→ **Exercise objective**: Write out, word for word, only the data from its first line to the line containing "in ascending string".
##### Dataset #####
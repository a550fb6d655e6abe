// crates/trialsites-core/src/index.rs
use crate::common::UNITED_STATES;
use crate::model::SiteRecord;
use crate::traits::StateNameResolver;
use serde::Serialize;
use std::collections::BTreeSet;

/// The countries and US states present in a site list.
///
/// Both lists hold each value once. `countries` is in ascending string
/// order; `us_states` holds abbreviations ordered by their full state name,
/// so `"NE"` (Nebraska) sorts before `"NH"` (New Hampshire) and `"NV"`
/// (Nevada) before both of those.
#[derive(Clone, Debug, Default, PartialEq, Eq, Serialize)]
pub struct GeographyIndex {
    pub countries: Vec<String>,
    pub us_states: Vec<String>,
}

impl GeographyIndex {
    pub fn is_empty(&self) -> bool {
        self.countries.is_empty()
    }

    pub fn has_country(&self, country: &str) -> bool {
        self.countries.iter().any(|c| c == country)
    }

    /// Countries other than the United States and Canada.
    pub fn other_countries(&self) -> impl Iterator<Item = &str> {
        self.countries
            .iter()
            .map(String::as_str)
            .filter(|c| !crate::selection::is_north_american(c))
    }
}

/// Distinct countries of `sites`, ascending. Sites without a country are
/// ignored.
pub fn distinct_countries<'a, I>(sites: I) -> Vec<String>
where
    I: IntoIterator<Item = &'a SiteRecord>,
{
    sites
        .into_iter()
        .filter_map(SiteRecord::country)
        .collect::<BTreeSet<_>>()
        .into_iter()
        .map(str::to_owned)
        .collect()
}

/// Distinct state abbreviations of the US sites, ordered by full state name.
///
/// Abbreviations the resolver does not know sort by the abbreviation itself.
pub fn us_states_by_name<'a, I, R>(sites: I, resolver: &R) -> Vec<String>
where
    I: IntoIterator<Item = &'a SiteRecord>,
    R: StateNameResolver + ?Sized,
{
    let abbrs: BTreeSet<&str> = sites
        .into_iter()
        .filter(|s| s.is_in_country(UNITED_STATES))
        .filter_map(SiteRecord::region_code)
        .collect();

    let mut named: Vec<(&str, &str)> = abbrs
        .into_iter()
        .map(|abbr| (resolver.state_label(abbr), abbr))
        .collect();
    named.sort();
    named.into_iter().map(|(_, abbr)| abbr.to_owned()).collect()
}

/// Builds the [`GeographyIndex`] of a site list.
pub fn build_geography_index<R>(sites: &[SiteRecord], resolver: &R) -> GeographyIndex
where
    R: StateNameResolver + ?Sized,
{
    let index = GeographyIndex {
        countries: distinct_countries(sites),
        us_states: us_states_by_name(sites, resolver),
    };
    tracing::debug!(
        sites = sites.len(),
        countries = index.countries.len(),
        us_states = index.us_states.len(),
        "built geography index"
    );
    index
}
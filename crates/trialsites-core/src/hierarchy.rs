// crates/trialsites-core/src/hierarchy.rs

//! # Hierarchy Assembly
//!
//! Turns a flat site list into the nested display model:
//!
//! - **United States** → every indexed state → cities
//! - **Canada** → provinces present in the list → cities
//! - **any other country** → cities
//!
//! The United States entry always comes first. Other countries keep the
//! order in which they are passed in.

use crate::common::{CANADA, UNITED_STATES};
use crate::grouping::group_by_city;
use crate::index::{distinct_countries, GeographyIndex};
use crate::model::{
    CountryDivisions, CountryNode, GeographyNode, ProvinceNode, SiteRecord, StateNode,
};
use std::collections::BTreeSet;

/// Assembles the hierarchy of `sites` for the given `countries`.
///
/// The US breakdown enumerates every state in `index.us_states`, including
/// states with no site in `sites`; those get an empty city list.
pub fn assemble<S>(sites: &[SiteRecord], index: &GeographyIndex, countries: &[S]) -> Vec<GeographyNode>
where
    S: AsRef<str>,
{
    let mut master = Vec::with_capacity(countries.len());

    for country in countries.iter().map(|c| c.as_ref()) {
        match country {
            UNITED_STATES => master.insert(0, united_states(sites, index)),
            CANADA => master.push(canada(sites)),
            other => master.push(GeographyNode::Country(CountryNode {
                country: other.to_owned(),
                divisions: CountryDivisions::Cities(group_by_city(
                    sites.iter().filter(|s| s.is_in_country(other)),
                )),
            })),
        }
    }

    master
}

/// Hierarchy of the complete site list the index was built from.
pub fn assemble_all(sites: &[SiteRecord], index: &GeographyIndex) -> Vec<GeographyNode> {
    assemble(sites, index, &index.countries)
}

/// Hierarchy of a filtered subset; countries are taken from the subset
/// itself while the US state list still comes from the full index.
pub fn assemble_subset(subset: &[SiteRecord], index: &GeographyIndex) -> Vec<GeographyNode> {
    assemble(subset, index, &distinct_countries(subset))
}

fn united_states(sites: &[SiteRecord], index: &GeographyIndex) -> GeographyNode {
    let us_sites: Vec<&SiteRecord> = sites
        .iter()
        .filter(|s| s.is_in_country(UNITED_STATES))
        .collect();

    let states = index
        .us_states
        .iter()
        .map(|abbr| StateNode {
            state: abbr.clone(),
            cities: group_by_city(
                us_sites
                    .iter()
                    .copied()
                    .filter(|s| s.region_code() == Some(abbr.as_str())),
            ),
        })
        .collect();

    GeographyNode::Country(CountryNode {
        country: UNITED_STATES.to_owned(),
        divisions: CountryDivisions::States(states),
    })
}

fn canada(sites: &[SiteRecord]) -> GeographyNode {
    let canada_sites: Vec<&SiteRecord> = sites.iter().filter(|s| s.is_in_country(CANADA)).collect();

    let provinces: BTreeSet<&str> = canada_sites
        .iter()
        .filter_map(|s| s.region_code())
        .collect();

    let provinces = provinces
        .into_iter()
        .map(|province| ProvinceNode {
            province: province.to_owned(),
            cities: group_by_city(
                canada_sites
                    .iter()
                    .copied()
                    .filter(|s| s.region_code() == Some(province)),
            ),
        })
        .collect();

    GeographyNode::Country(CountryNode {
        country: CANADA.to_owned(),
        divisions: CountryDivisions::Provinces(provinces),
    })
}
//! trialsites — Command-line interface for trialsites-core
//!
//! Loads a trial's site list (and optionally the user's search context) and
//! prints what the trial-search UI would show: the country / state / city
//! tree, the nearby set and the filter controls.
//!
//! Usage examples
//! --------------
//!
//! - Show overall stats
//!   $ trialsites --sites trial.json stats
//!
//! - List countries and US states
//!   $ trialsites --sites trial.json countries
//!   $ trialsites --sites trial.json states
//!
//! - Print the tree, narrowed to one state
//!   $ trialsites --sites trial.json tree --state MD
//!
//! - Print the sites near a zip code
//!   $ trialsites --sites trial.json --context zip.json nearby
mod args;

use crate::args::{CliArgs, Commands};
use anyhow::Context as _;
use clap::Parser;
use tracing_subscriber::EnvFilter;
use trialsites_core::prelude::*;

fn main() -> anyhow::Result<()> {
    let args = CliArgs::parse();

    tracing_subscriber::fmt()
        .with_env_filter(EnvFilter::try_from_default_env().unwrap_or_else(|_| EnvFilter::new("warn")))
        .with_target(false)
        .with_writer(std::io::stderr)
        .init();

    let sites_path = args
        .sites
        .context("no site list given; pass --sites <path>")?;
    let sites = load_sites(&sites_path)
        .with_context(|| format!("reading sites from {}", sites_path.display()))?;

    let context = match &args.context {
        Some(path) => load_search_context(path)
            .with_context(|| format!("reading search context from {}", path.display()))?,
        None => SearchContext::all(),
    };
    tracing::debug!(
        sites = sites.len(),
        path = %sites_path.display(),
        mode = ?context.location_mode,
        "inputs loaded"
    );

    let mut org: OrganizerFacade = OrganizerFacade::with_sites(UsStateNames, Haversine, sites, context);
    if org.sites().is_empty() {
        tracing::warn!(path = %sites_path.display(), "site list is empty");
    }

    match args.command {
        Commands::Stats => {
            let stats = org.stats();
            println!("Site statistics:");
            println!("  Sites: {}", stats.sites);
            println!("  Countries: {}", stats.countries);
            println!("  US states: {}", stats.us_states);
            println!("  Nearby: {}", stats.nearby);
        }

        Commands::Countries => {
            for country in &org.index().countries {
                println!("{country}");
            }
        }

        Commands::States => {
            if org.index().us_states.is_empty() {
                println!("No US sites.");
            }
            for abbr in &org.index().us_states {
                println!("{} ({abbr})", org.resolver().state_label(abbr));
            }
        }

        Commands::Tree { country, state, all } => {
            if all && org.is_showing_nearby() {
                org.toggle_nearby();
            }
            if let Some(country) = country.as_deref() {
                org.set_country_filter(country);
            }
            if let Some(state) = state.as_deref() {
                org.set_state_filter(state);
            }
            if org.is_showing_nearby() {
                println!("Showing locations near you ({} sites)", org.nearby_sites().len());
            }
            print_tree(&org.display_tree(), org.resolver());
        }

        Commands::Nearby => {
            if !has_nearby_view(org.context()) {
                println!("The search has no location restriction; every site is shown.");
            } else if org.nearby_sites().is_empty() {
                println!("No sites match the location search.");
            } else {
                print_tree(org.nearby_hierarchy(), org.resolver());
            }
        }

        Commands::Options => {
            println!("{}", serde_json::to_string_pretty(&org.filter_options())?);
        }
    }

    Ok(())
}

fn print_tree<R: StateNameResolver>(nodes: &[GeographyNode], resolver: &R) {
    for node in nodes {
        match node {
            GeographyNode::Country(country) => {
                println!("{}", country.country);
                match &country.divisions {
                    CountryDivisions::States(states) => {
                        for state in states.iter().filter(|s| s.is_displayed()) {
                            println!("  {}", state.label(resolver));
                            print_cities(&state.cities, 4);
                        }
                    }
                    CountryDivisions::Provinces(provinces) => {
                        for province in provinces {
                            println!("  {}", province.province);
                            print_cities(&province.cities, 4);
                        }
                    }
                    CountryDivisions::Cities(cities) => print_cities(cities, 2),
                }
            }
            GeographyNode::State(state) => {
                println!("{}", state.label(resolver));
                print_cities(&state.cities, 2);
            }
            GeographyNode::Province(province) => {
                println!("{}", province.province);
                print_cities(&province.cities, 2);
            }
        }
    }
}

fn print_cities(cities: &[CityGroup], indent: usize) {
    let pad = " ".repeat(indent);
    for group in cities {
        println!("{pad}{}", group.city);
        for site in &group.sites {
            println!("{pad}  - {} [{}]", site.name(), site.recruitment_status.label());
            match site.contact() {
                Some(contact) => {
                    let reach: Vec<&str> = contact.phone.into_iter().chain(contact.email).collect();
                    if reach.is_empty() {
                        println!("{pad}    Contact: {}", contact.name);
                    } else {
                        println!("{pad}    Contact: {} ({})", contact.name, reach.join(", "));
                    }
                }
                None => println!("{pad}    Contact: {CONTACT_UNAVAILABLE}"),
            }
        }
    }
}
// crates/trialsites-core/src/traits.rs
use crate::model::Coordinates;
use std::collections::HashMap;

/// Resolves a US state abbreviation to its full name.
///
/// The organizer uses the full name as the sort key for the state list and
/// as the display label. Implementors only need to provide
/// [`StateNameResolver::state_name`]; [`StateNameResolver::state_label`]
/// falls back to the abbreviation itself for unknown codes.
///
/// # Examples
/// ```rust
/// use std::collections::HashMap;
/// use trialsites_core::traits::StateNameResolver;
///
/// let mut names = HashMap::new();
/// names.insert("MD".to_string(), "Maryland".to_string());
///
/// assert_eq!(names.state_label("MD"), "Maryland");
/// assert_eq!(names.state_label("ZZ"), "ZZ");
/// ```
pub trait StateNameResolver {
    /// Full name for `abbr`, if known.
    fn state_name(&self, abbr: &str) -> Option<&str>;

    /// Full name for `abbr`, or `abbr` itself when unknown.
    #[inline]
    fn state_label<'a>(&'a self, abbr: &'a str) -> &'a str {
        self.state_name(abbr).unwrap_or(abbr)
    }
}

impl StateNameResolver for HashMap<String, String> {
    fn state_name(&self, abbr: &str) -> Option<&str> {
        self.get(abbr).map(String::as_str)
    }
}

impl<R: StateNameResolver + ?Sized> StateNameResolver for &R {
    fn state_name(&self, abbr: &str) -> Option<&str> {
        (**self).state_name(abbr)
    }
}

/// Geodesic "is this point within N miles of that center" test.
///
/// The organizer never measures distances itself; ZIP-mode searches call
/// this predicate once per site. Closures with the matching signature
/// implement it, which keeps tests free of real geometry.
///
/// # Examples
/// ```rust
/// use trialsites_core::{Coordinates, RadiusPredicate};
///
/// let everywhere = |_: Coordinates, _: Coordinates, _: f64| true;
/// assert!(everywhere.is_within_radius(
///     Coordinates::new(0.0, 0.0),
///     Coordinates::new(10.0, 10.0),
///     1.0,
/// ));
/// ```
pub trait RadiusPredicate {
    fn is_within_radius(&self, center: Coordinates, point: Coordinates, radius_miles: f64)
        -> bool;
}

impl<F> RadiusPredicate for F
where
    F: Fn(Coordinates, Coordinates, f64) -> bool,
{
    #[inline]
    fn is_within_radius(&self, center: Coordinates, point: Coordinates, radius_miles: f64) -> bool {
        self(center, point, radius_miles)
    }
}
//! trialsites-rs
//!
//! Umbrella crate for the workspace. Re-exports [`trialsites_core`] so the
//! demos can `use trialsites_rs::prelude::*`.
pub use trialsites_core::*;
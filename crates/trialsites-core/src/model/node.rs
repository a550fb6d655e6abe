// crates/trialsites-core/src/model/node.rs
use super::site::SiteRecord;
use crate::traits::StateNameResolver;
use serde::Serialize;

/// All sites of one city, in input order.
#[derive(Clone, Debug, PartialEq, Serialize)]
pub struct CityGroup {
    pub city: String,
    pub sites: Vec<SiteRecord>,
}

/// A US state and its cities.
#[derive(Clone, Debug, PartialEq, Serialize)]
pub struct StateNode {
    pub state: String,
    pub cities: Vec<CityGroup>,
}

impl StateNode {
    /// States without cities are kept in the tree but not shown.
    pub fn is_displayed(&self) -> bool {
        !self.cities.is_empty()
    }

    /// Full state name, or the abbreviation when the resolver does not know it.
    pub fn label<'a, R: StateNameResolver + ?Sized>(&'a self, resolver: &'a R) -> &'a str {
        resolver.state_label(&self.state)
    }
}

/// A Canadian province and its cities.
#[derive(Clone, Debug, PartialEq, Serialize)]
pub struct ProvinceNode {
    pub province: String,
    pub cities: Vec<CityGroup>,
}

/// How a country's sites are broken down below the country level.
#[derive(Clone, Debug, PartialEq, Serialize)]
#[serde(rename_all = "camelCase")]
pub enum CountryDivisions {
    /// United States only.
    States(Vec<StateNode>),
    /// Canada only.
    Provinces(Vec<ProvinceNode>),
    /// Every other country.
    Cities(Vec<CityGroup>),
}

#[derive(Clone, Debug, PartialEq, Serialize)]
pub struct CountryNode {
    pub country: String,
    #[serde(flatten)]
    pub divisions: CountryDivisions,
}

/// One entry of a display list.
///
/// The master hierarchy only holds `Country` entries; narrowing the selection
/// to a single US state yields a `State` entry.
#[derive(Clone, Debug, PartialEq, Serialize)]
#[serde(tag = "kind", rename_all = "camelCase")]
pub enum GeographyNode {
    Country(CountryNode),
    State(StateNode),
    Province(ProvinceNode),
}

/// Every city group below a node, in display order.
pub type CityGroupsIter<'a> = Box<dyn Iterator<Item = &'a CityGroup> + 'a>;

impl CountryNode {
    pub fn city_groups(&self) -> CityGroupsIter<'_> {
        match &self.divisions {
            CountryDivisions::States(states) => {
                Box::new(states.iter().flat_map(|s| s.cities.iter()))
            }
            CountryDivisions::Provinces(provinces) => {
                Box::new(provinces.iter().flat_map(|p| p.cities.iter()))
            }
            CountryDivisions::Cities(cities) => Box::new(cities.iter()),
        }
    }

    pub fn states(&self) -> &[StateNode] {
        match &self.divisions {
            CountryDivisions::States(states) => states,
            _ => &[],
        }
    }

    pub fn provinces(&self) -> &[ProvinceNode] {
        match &self.divisions {
            CountryDivisions::Provinces(provinces) => provinces,
            _ => &[],
        }
    }
}

impl GeographyNode {
    /// Country name, state abbreviation or province abbreviation.
    pub fn name(&self) -> &str {
        match self {
            GeographyNode::Country(c) => &c.country,
            GeographyNode::State(s) => &s.state,
            GeographyNode::Province(p) => &p.province,
        }
    }

    pub fn city_groups(&self) -> CityGroupsIter<'_> {
        match self {
            GeographyNode::Country(c) => c.city_groups(),
            GeographyNode::State(s) => Box::new(s.cities.iter()),
            GeographyNode::Province(p) => Box::new(p.cities.iter()),
        }
    }

    pub fn site_count(&self) -> usize {
        self.city_groups().map(|g| g.sites.len()).sum()
    }

    pub fn as_country(&self) -> Option<&CountryNode> {
        match self {
            GeographyNode::Country(c) => Some(c),
            _ => None,
        }
    }
}
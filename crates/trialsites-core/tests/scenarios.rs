use trialsites_core::prelude::*;

const ZIP_20850: Coordinates = Coordinates {
    lat: 39.0840,
    lon: -77.1528,
};

fn site(name: &str) -> SiteRecord {
    SiteRecord::new(name, RecruitmentStatus::Active)
}

fn us(name: &str, state: &str, city: &str) -> SiteRecord {
    site(name).in_country(UNITED_STATES).in_state(state).in_city(city)
}

fn names(sites: &[SiteRecord]) -> Vec<&str> {
    sites.iter().map(SiteRecord::name).collect()
}

#[test]
fn zip_radius_keeps_nearby_maryland_sites() {
    let sites = vec![
        us("Rockville", "MD", "Rockville").at(39.0840, -77.1528),
        us("Bethesda", "MD", "Bethesda").at(38.9847, -77.0947),
        us("Los Angeles", "CA", "Los Angeles").at(34.0522, -118.2437),
        us("Gaithersburg", "MD", "Gaithersburg").at(39.1434, -77.2014),
    ];
    let ctx = SearchContext::zip("20850", ZIP_20850, 25.0);

    let nearby = nearby_sites(&sites, &ctx, &Haversine);
    assert_eq!(names(&nearby), vec!["Rockville", "Bethesda", "Gaithersburg"]);
}

#[test]
fn unrestricted_search_has_no_nearby_set_and_canada_splits_by_province() {
    let sites = vec![
        site("Princess Margaret").in_country(CANADA).in_state("ON").in_city("Toronto"),
        site("BC Cancer").in_country(CANADA).in_state("BC").in_city("Vancouver"),
        us("NIH CC", "MD", "Bethesda"),
    ];
    assert!(nearby_sites(&sites, &SearchContext::all(), &Haversine).is_empty());

    let index = build_geography_index(&sites, &UsStateNames);
    let master = assemble_all(&sites, &index);
    let canada = master
        .iter()
        .filter_map(GeographyNode::as_country)
        .find(|c| c.country == CANADA)
        .expect("canada node");

    let provinces: Vec<_> = canada.provinces().iter().map(|p| p.province.as_str()).collect();
    assert_eq!(provinces, vec!["BC", "ON"]);
    for province in canada.provinces() {
        assert_eq!(province.cities.len(), 1);
    }
}

#[test]
fn country_search_with_state_keeps_only_that_state() {
    let sites = vec![
        us("md1", "MD", "Baltimore"),
        us("va1", "VA", "Richmond"),
        us("md2", "MD", "Bethesda"),
        us("va2", "VA", "Norfolk"),
        us("md3", "MD", "Baltimore"),
    ];
    let ctx = SearchContext::country(UNITED_STATES).with_states([StateRef::new("MD", "Maryland")]);
    let nearby = nearby_sites(&sites, &ctx, &Haversine);
    assert_eq!(names(&nearby), vec!["md1", "md2", "md3"]);
}

#[test]
fn nih_search_finds_the_clinical_center() {
    let sites = vec![
        us("Clinical Center", "MD", "Bethesda").with_postal_code(NIH_ZIPCODE),
        us("Johns Hopkins", "MD", "Baltimore").with_postal_code("21287"),
        us("No postal code", "MD", "Rockville"),
    ];
    let nearby = nearby_sites(&sites, &SearchContext::nih(), &Haversine);
    assert_eq!(names(&nearby), vec!["Clinical Center"]);
}

#[test]
fn va_only_with_unrestricted_location_keeps_va_sites() {
    let sites = vec![
        us("a", "MD", "Baltimore").va(true),
        us("b", "MD", "Baltimore"),
        us("c", "TX", "Houston").va(true),
        us("d", "TX", "Houston"),
    ];
    let ctx = SearchContext::all().with_va_only(true);
    let nearby = nearby_sites(&sites, &ctx, &Haversine);
    assert_eq!(names(&nearby), vec!["a", "c"]);
}

#[test]
fn organizer_walkthrough() {
    let sites = vec![
        us("Rockville", "MD", "Rockville").at(39.0840, -77.1528),
        us("Houston", "TX", "Houston").at(29.7604, -95.3698),
        site("Toronto").in_country(CANADA).in_state("ON").in_city("Toronto"),
        site("Paris").in_country("France").in_city("Paris"),
    ];
    let mut org: OrganizerFacade = OrganizerFacade::default();
    org.set_sites(sites);

    // No location search yet: full view, United States selected.
    assert!(!org.is_showing_nearby());
    let tree = org.display_tree();
    assert_eq!(tree.len(), 1);
    assert_eq!(tree[0].name(), UNITED_STATES);
    assert_eq!(tree[0].site_count(), 2);

    // A zip search reveals the nearby view.
    org.update_context(SearchContext::zip("20850", ZIP_20850, 50.0));
    assert!(org.is_showing_nearby());
    let tree = org.display_tree();
    assert_eq!(tree[0].site_count(), 1);
    let shown: Vec<_> = tree[0]
        .as_country()
        .unwrap()
        .states()
        .iter()
        .filter(|s| s.is_displayed())
        .map(|s| s.label(org.resolver()))
        .collect();
    assert_eq!(shown, vec!["Maryland"]);

    // Back to all locations, then narrow to "other" countries.
    assert!(!org.toggle_nearby());
    org.set_country_filter("other");
    let tree = org.display_tree();
    assert_eq!(tree.len(), 1);
    assert_eq!(tree[0].name(), "France");

    let stats = org.stats();
    assert_eq!(stats.sites, 4);
    assert_eq!(stats.countries, 3);
    assert_eq!(stats.us_states, 2);
    assert_eq!(stats.nearby, 1);
}

#[test]
fn display_tree_serializes_for_the_ui() {
    let sites = vec![us("Rockville", "MD", "Rockville")];
    let org = OrganizerFacade::with_sites(UsStateNames, Haversine, sites, SearchContext::all());
    let json = serde_json::to_value(org.display_tree()).unwrap();
    assert_eq!(json[0]["kind"], "country");
    assert_eq!(json[0]["states"][0]["state"], "MD");
    assert_eq!(json[0]["states"][0]["cities"][0]["city"], "Rockville");
}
#####
→ **Solution to this task**:
repository a550fb6d655e6abe
// crates/trialsites-core/src/index.rs
use crate::common::UNITED_STATES;
use crate::model::SiteRecord;
use crate::traits::StateNameResolver;
use serde::Serialize;
use std::collections::BTreeSet;

/// The countries and US states present in a site list.
///
/// Both lists hold each value once. `countries` is in ascending string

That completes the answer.